Knowledge of the burning velocity enables the determination of several factors affecting the
combustion chamber design such as rate of pressure rise, peak cylinder pressure, exhaust gas
temperature, and exhaust emissions. It has also been suggested that the ignition delay time, engine
knock and the wall quench layer thickness are functions of the laminar burning velocity
(Fairweather, 2009). The experimental data of the laminar burning velocity and heat release ratetemperature profile are not only of practical importance for design and analysis of practical power
units, but are also of fundamental importance for developing and assessing theoretical models of
laminar flame propagation (Kelley, 2007 & Singh, 2007).
With recent dramatically increased crude oil prices, the inevitable decline in petrol resources
and the increasing concern on environmental protection, investigation on alternative fuels has
attracted more and more attention. Natural gas (NG) is regarded as one of the most promising clean
fuels and has already been used in passenger cars, power generation, domestic usage etc. Due to its
unique tetrahedral molecular structure, the main constituent of natural gas, methane, has narrow
operational limits and is relatively difficult to be ignited (Powell, 2009 & Locka, 2008).

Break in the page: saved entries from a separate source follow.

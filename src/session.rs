//! Session handler: the thin DAP endpoint the client talks to before the
//! backend takes over.
//!
//! The handler answers `initialize`, starts the backend on `launch` or
//! `attach`, and raises [`SessionEvent::Launched`] / [`SessionEvent::Attached`]
//! so the relay can splice the client onto the backend. It never answers
//! `launch`/`attach` itself; the backend does, when the relay replays them.

use std::sync::atomic::{AtomicBool, Ordering};
use std::sync::{Arc, Mutex};

use log::{debug, error, info, warn};
use serde_json::{Value, json};
use tokio::sync::mpsc;
use tokio_util::sync::CancellationToken;

use crate::BoxFuture;
use crate::backend::{BackendConnection, BackendKind, BackendLauncher, BackendProcess};
use crate::error::RelayResult;
use crate::protocol::{
    MessageReader, MessageWriter, ProtocolMessage, Request, Response, SequenceCounter,
};
use crate::relay::{BoxedReader, BoxedWriter};

/// Raised by a session handler once the backend is obtainable.
#[derive(Debug)]
pub enum SessionEvent {
    Launched(BackendConnection),
    Attached(BackendConnection),
}

/// Private streams between the relay and the session handler.
pub struct SessionIo {
    pub input: BoxedReader,
    pub output: BoxedWriter,
}

/// Endpoint serving the client until the backend is spliced in.
pub trait SessionHandler: Send + Sync {
    /// Serve DAP on `io` until the input ends or [`shutdown`] is called.
    ///
    /// [`shutdown`]: SessionHandler::shutdown
    fn serve(
        &self,
        io: SessionIo,
        events: mpsc::UnboundedSender<SessionEvent>,
    ) -> BoxFuture<'static, RelayResult<()>>;

    /// Stop serving and release anything the handler started.
    fn shutdown(&self);
}

/// Default [`SessionHandler`].
#[derive(Clone)]
pub struct DebugSession {
    inner: Arc<DebugSessionInner>,
}

struct DebugSessionInner {
    launcher: Arc<dyn BackendLauncher>,
    capabilities: Value,
    process: Mutex<BackendProcess>,
    /// Set once a backend was started; a session drives at most one.
    started: AtomicBool,
    cancel: CancellationToken,
    seq: SequenceCounter,
}

impl DebugSession {
    pub fn new(launcher: Arc<dyn BackendLauncher>) -> Self {
        Self::with_capabilities(launcher, default_capabilities())
    }

    /// Use `capabilities` as the body of the `initialize` response.
    pub fn with_capabilities(launcher: Arc<dyn BackendLauncher>, capabilities: Value) -> Self {
        Self {
            inner: Arc::new(DebugSessionInner {
                launcher,
                capabilities,
                process: Mutex::new(BackendProcess::none()),
                started: AtomicBool::new(false),
                cancel: CancellationToken::new(),
                seq: SequenceCounter::new(),
            }),
        }
    }
}

fn default_capabilities() -> Value {
    json!({
        "supportsConfigurationDoneRequest": true,
        "supportsRestartRequest": false,
    })
}

impl SessionHandler for DebugSession {
    fn serve(
        &self,
        io: SessionIo,
        events: mpsc::UnboundedSender<SessionEvent>,
    ) -> BoxFuture<'static, RelayResult<()>> {
        let inner = Arc::clone(&self.inner);
        Box::pin(async move { inner.serve(io, events).await })
    }

    fn shutdown(&self) {
        debug!(target: "debug_relay::session", "Session handler shutting down");
        self.inner.cancel.cancel();
        self.inner
            .process
            .lock()
            .unwrap_or_else(|e| e.into_inner())
            .stop();
    }
}

impl DebugSessionInner {
    async fn serve(
        &self,
        io: SessionIo,
        events: mpsc::UnboundedSender<SessionEvent>,
    ) -> RelayResult<()> {
        let mut reader = MessageReader::new(io.input);
        let mut writer = MessageWriter::new(io.output);

        loop {
            let message = tokio::select! {
                _ = self.cancel.cancelled() => return Ok(()),
                result = reader.read_message() => match result? {
                    Some(message) => message,
                    None => return Ok(()),
                },
            };

            let ProtocolMessage::Request(request) = message else {
                continue;
            };

            if let Some(reply) = self.handle_request(request, &events) {
                writer.write(&self.seq.stamp(reply)).await?;
            }
        }
    }

    /// Returns the message to send back, if any.
    fn handle_request(
        &self,
        request: Request,
        events: &mpsc::UnboundedSender<SessionEvent>,
    ) -> Option<ProtocolMessage> {
        match request.command.as_str() {
            "initialize" => {
                Some(Response::success_for(&request).with_body(self.capabilities.clone()).into())
            }
            "launch" => self.start_backend(BackendKind::Launch, &request, events),
            "attach" => self.start_backend(BackendKind::Attach, &request, events),
            "disconnect" => Some(Response::success_for(&request).into()),
            other => {
                debug!(
                    target: "debug_relay::session",
                    "Rejecting '{}' before the backend is connected",
                    other
                );
                Some(
                    Response::error_for(&request, "debug backend is not connected yet").into(),
                )
            }
        }
    }

    fn start_backend(
        &self,
        kind: BackendKind,
        request: &Request,
        events: &mpsc::UnboundedSender<SessionEvent>,
    ) -> Option<ProtocolMessage> {
        if self.started.load(Ordering::Acquire) {
            warn!(
                target: "debug_relay::session",
                "Rejecting {} #{}, a backend was already started",
                kind.command(),
                request.seq
            );
            return Some(Response::error_for(request, "debug backend already started").into());
        }
        match self.launcher.start(kind, request) {
            Ok(handle) => {
                self.started.store(true, Ordering::Release);
                let (connection, process) = handle.split();
                *self.process.lock().unwrap_or_else(|e| e.into_inner()) = process;

                info!(
                    target: "debug_relay::session",
                    "Backend started for {} (pid {:?})",
                    kind.command(),
                    connection.process_id
                );

                let event = match kind {
                    BackendKind::Launch => SessionEvent::Launched(connection),
                    BackendKind::Attach => SessionEvent::Attached(connection),
                };
                if events.send(event).is_err() {
                    warn!(
                        target: "debug_relay::session",
                        "Relay is gone, dropping backend connection"
                    );
                }
                None
            }
            Err(e) => {
                error!(
                    target: "debug_relay::session",
                    "Failed to {} backend: {}",
                    kind.command(),
                    e
                );
                Some(Response::error_for(request, e.to_string()).into())
            }
        }
    }
}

Consequently the utilization of natural gas can increase the severity of cyclic variations under
fuel-lean conditions, leading to low thermal efficiency and high unburned hydrocarbon emissions
(Kishore, 2007). One of the effective methods to improve its lean operation is to add fuels with faster
burning velocity. Hydrogen seems to be the best candidate, which is difficult to be used directly by
transport engines due to safety, storage and economic reasons. Experiments showed that engines
fueled with hydrogen-enriched natural gas can operate at leaner conditions with reduced cyclic
variations (Saxena1, 2009 & Miao, 2008).
So far, there is lack of information on the fundamental combustion characteristics of
hydrogen-enriched natural gas (Lafay, 2008). The combustion of natural gas (or methane) and
hydrogen has been studied intensively investigated the combustion of hydrogen–methane mixtures
and found that adding hydrogen can effectively increase the burning velocity (Burluka1, 2007 &
Coppens, 2007). Hydrogen could be an important future energy carrier, offering CO2 free emissions
at the point of combustion. Laminar burning speeds for the most common stoichiometric
hydrocarbon-air mixtures are on the order of only half a meter per second. The laminar burning
speed of stoichiometric hydrogen-air equals approximately 3.5 m/s (Lamoureux, 2003 & Ilbas,
2006).
Recently (Hermanns, 2007) used same setup for determining effect of hydrogen addition to
the laminar burning velocities of methane-air mixtures. (Konnov et. al, 2007) had used a replica of
this setup and worked extensively on the determination of adiabatic burning velocities of methane
(CH4), ethane (C2H6) and methane-hydrogen mixtures with different dilution ratios of artificial air
having carbon dioxide (CO2), nitrogen (N2) or Argon (Ar).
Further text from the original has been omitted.